R. (5a) Blessed is he whose help is the God of Jacob.
or:
R. Alleluia.
Praise the LORD, O my soul;
I will praise the LORD all my life;
I will sing praise to my God while I live.
R. Blessed is he whose help is the God of Jacob.
or:
R. Alleluia.
Put not your trust in princes,
in the sons of men, in whom there is no salvation.
When his spirit departs he returns to his earth;
on that day his plans perish.
R. Blessed is he whose help is the God of Jacob.
or:
R. Alleluia.
Blessed he whose help is the God of Jacob,
whose hope is in the LORD, his God.
Who made heaven and earth,
the sea and all that is in them.
R. Blessed is he whose help is the God of Jacob.
or:
R. Alleluia.

Gospel
MT 13:47-53

Jesus said to the disciples:
“The Kingdom of heaven is like a net thrown into the sea,
which collects fish of every kind.
When it is full they haul it ashore
and sit down to put what is good into buckets.
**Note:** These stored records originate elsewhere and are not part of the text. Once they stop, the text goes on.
impl EdgeStore {
    /// Creates an empty store labelled `src`/`tgt` with the given metadata columns.
    ///
    /// # Errors
    ///
    /// Returns [`ReconcileError::DuplicateColumn`] if a metadata column repeats or reuses an
    /// endpoint label.
    pub fn new<I, S>(metadata: I) -> Result<Self>
    where
        I: IntoIterator<Item = S>,
        S: Into<String>,
    {
        let columns = EdgeColumns::default();
        let labels = [columns.source.clone(), columns.target.clone()]
            .into_iter()
            .chain(metadata.into_iter().map(Into::into));
        Ok(Self {
            table: Table::new(labels)?,
            columns,
            mode: None,
            edges: Vec::new(),
            index: HashMap::new(),
        })
    }

    /// Restores a store from a settled edge table.
    ///
    /// # Errors
    ///
    /// - [`ReconcileError::MissingKeyColumn`] if an endpoint column is missing
    /// - [`ReconcileError::UnknownEndpoint`] if a row has a placeholder endpoint
    /// - [`ReconcileError::DuplicateKey`] if an edge appears twice
    /// - [`ReconcileError::MixedKeyAddressing`] if endpoints mix positions and content keys
    pub fn from_table(table: Table, columns: EdgeColumns, sentinels: &Sentinels) -> Result<Self> {
        table.validate()?;
        let mut edges = Vec::with_capacity(table.len());
        let mut index = HashMap::with_capacity(table.len());
        for (row, edge) in columns.edges(&table, sentinels)?.into_iter().enumerate() {
            let edge = edge
                .ok_or_else(|| ReconcileError::UnknownEndpoint(format!("edge row {row}")))?;
            if index.insert(edge.clone(), row).is_some() {
                return Err(ReconcileError::DuplicateKey(edge.to_string()));
            }
            edges.push(edge);
        }
        let mode = uniform_mode(&edges)?;
        Ok(Self {
            table,
            columns,
            mode,
            edges,
            index,
        })
    }

    pub fn table(&self) -> &Table {
        &self.table
    }

    pub fn columns(&self) -> &EdgeColumns {
        &self.columns
    }

    /// The addressing mode of the stored edges; `None` while the store is empty.
    pub fn mode(&self) -> Option<AddressingMode> {
        self.mode
    }

    pub fn len(&self) -> usize {
        self.edges.len()
    }

    pub fn is_empty(&self) -> bool {
        self.edges.is_empty()
    }

    /// All edges, in insertion order.
    pub fn edges(&self) -> &[Edge] {
        &self.edges
    }

    pub fn contains(&self, edge: &Edge) -> bool {
        self.index.contains_key(edge)
    }

    /// Row position of an edge.
    pub fn position(&self, edge: &Edge) -> Option<usize> {
        self.index.get(edge).copied()
    }

    /// Documents cited by `source`, in insertion order.
    pub fn targets_of(&self, source: &EdgeKey) -> Vec<&EdgeKey> {
        self.edges
            .iter()
            .filter(|edge| edge.source == *source)
            .map(|edge| &edge.target)
            .collect()
    }

    /// Documents citing `target`, in insertion order.
    pub fn sources_of(&self, target: &EdgeKey) -> Vec<&EdgeKey> {
        self.edges
            .iter()
            .filter(|edge| edge.target == *target)
            .map(|edge| &edge.source)
            .collect()
    }

    /// Compares a batch with the stored edges without importing it.
    pub fn compare(
        &self,
        batch: &Table,
        batch_columns: &EdgeColumns,
        sentinels: &Sentinels,
    ) -> Result<GraphComparison> {
        compare_graph(&self.table, &self.columns, batch, batch_columns, sentinels)
    }

    /// Imports a batch of edges.
    ///
    /// Rows with a placeholder endpoint are dropped. Duplicate edges in the batch are merged,
    /// metadata of edges already stored is completed where the store holds placeholders, and
    /// new edges are appended. A batch that adds targets to a known source is accepted and
    /// reported; no stored edge is ever removed.
    ///
    /// # Errors
    ///
    /// - [`ReconcileError::MissingKeyColumn`] if an endpoint column is missing
    /// - [`ReconcileError::MixedKeyAddressing`] if the batch mixes positions and content keys,
    ///   or uses a different mode than the stored edges
    /// - [`ReconcileError::ConflictingField`] if duplicate batch edges disagree on metadata
    /// - [`ReconcileError::InconsistentImport`] if a batch edge disagrees with the stored one
    ///
    /// On error the store is unchanged.
    pub fn import(
        &mut self,
        batch: &Table,
        batch_columns: &EdgeColumns,
        config: &ImportConfig,
    ) -> Result<ImportReport> {
        let sentinels = config.sentinels();
        if batch.is_empty() {
            info!("Edge batch is empty, nothing to import");
            return Ok(ImportReport::empty_batch());
        }

        let batch = batch_columns.align(batch, &self.columns)?;
        batch.resolve_keys(&self.columns.names())?;
        let ignored: Vec<&String> = batch
            .columns()
            .iter()
            .filter(|column| !self.table.has_column(column))
            .collect();
        if !ignored.is_empty() {
            debug!("Ignoring edge columns not in the store: {}", ignored.iter().join(", "));
        }
        let batch = batch.conform(self.table.columns(), config.fill());

        let mut report = ImportReport::default();
        let mut complete = Vec::with_capacity(batch.len());
        let mut batch_edges = Vec::with_capacity(batch.len());
        for (row, edge) in self.columns.edges(&batch, sentinels)?.into_iter().enumerate() {
            if let Some(edge) = edge {
                complete.push(row);
                batch_edges.push(edge);
            }
        }
        let dropped = batch.len() - complete.len();
        if dropped > 0 {
            warn!("Dropping {dropped} edge rows with a placeholder endpoint");
            report
                .notices
                .push(Notice::DroppedIncompleteEdges { count: dropped });
        }
        let batch = batch.select_rows(&complete);

        let batch_mode = uniform_mode(&batch_edges)?;
        if let (Some(stored), Some(incoming)) = (self.mode, batch_mode) {
            if stored != incoming {
                warn!("Rejecting {incoming} edge batch for a {stored} edge store");
                return Err(ReconcileError::MixedKeyAddressing(format!(
                    "store uses {stored} endpoints but the batch uses {incoming} endpoints"
                )));
            }
        }

        let endpoints = batch.resolve_keys(&self.columns.names())?;
        let merged = merge_keyed(&batch, &batch_edges, &endpoints, sentinels, config.fill())?;
        report.merged_duplicates = batch.len() - merged.len();
        if report.merged_duplicates > 0 {
            debug!("Merged {} duplicate edges", report.merged_duplicates);
        }
        let merged_edges: Vec<Option<Edge>> = self.columns.edges(&merged, sentinels)?;

        let stored_edges: Vec<Option<Edge>> = self.edges.iter().cloned().map(Some).collect();
        let comparison = compare_edges(
            &self.table,
            &stored_edges,
            &merged,
            &merged_edges,
            &self.columns.names(),
            sentinels,
        )?;
        if !comparison.is_consistent() {
            warn!(
                "Rejecting edge batch: {} metadata mismatches",
                comparison.data.mismatches.len()
            );
            return Err(ReconcileError::InconsistentImport(Box::new(comparison.data)));
        }
        let endpoints_report = comparison.endpoints;
        if !endpoints_report.additive_sources.is_empty() {
            info!(
                "Edge batch adds targets for {} existing sources",
                endpoints_report.additive_sources.len()
            );
            report.notices.push(Notice::AdditiveTargets {
                sources: endpoints_report.additive_sources,
            });
        }
        if !endpoints_report.omitting_sources.is_empty() {
            debug!(
                "Edge batch omits stored targets for {} sources",
                endpoints_report.omitting_sources.len()
            );
            report.notices.push(Notice::OmittedTargets {
                sources: endpoints_report.omitting_sources,
            });
        }

        let plan = ImportPlan::new(
            &self.table,
            &merged,
            merged_edges.into_iter().flatten(),
            |edge| self.index.get(edge).copied(),
            &endpoints,
            config,
        );
        let applied = plan.apply(&mut self.table, |edge, row| {
            self.index.insert(edge.clone(), row);
            self.edges.push(edge);
        })?;
        if self.mode.is_none() {
            self.mode = batch_mode;
        }

        report.patched_rows = applied.patched_rows;
        report.patched_fields = applied.patched_fields;
        report.appended = applied.appended;
        debug!(
            "Imported edges: {} appended, {} rows patched",
            report.appended, report.patched_rows
        );
        Ok(report)
    }
}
What is bad they throw away.
Thus it will be at the end of the age.
The angels will go out and separate the wicked from the righteous
and throw them into the fiery furnace,
where there will be wailing and grinding of teeth.”“Do you understand all these things?”
They answered, “Yes.”
And he replied,
“Then every scribe who has been instructed in the Kingdom of heaven
is like the head of a household who brings from his storeroom
both the new and the old.”
When Jesus finished these parables, he went away from there.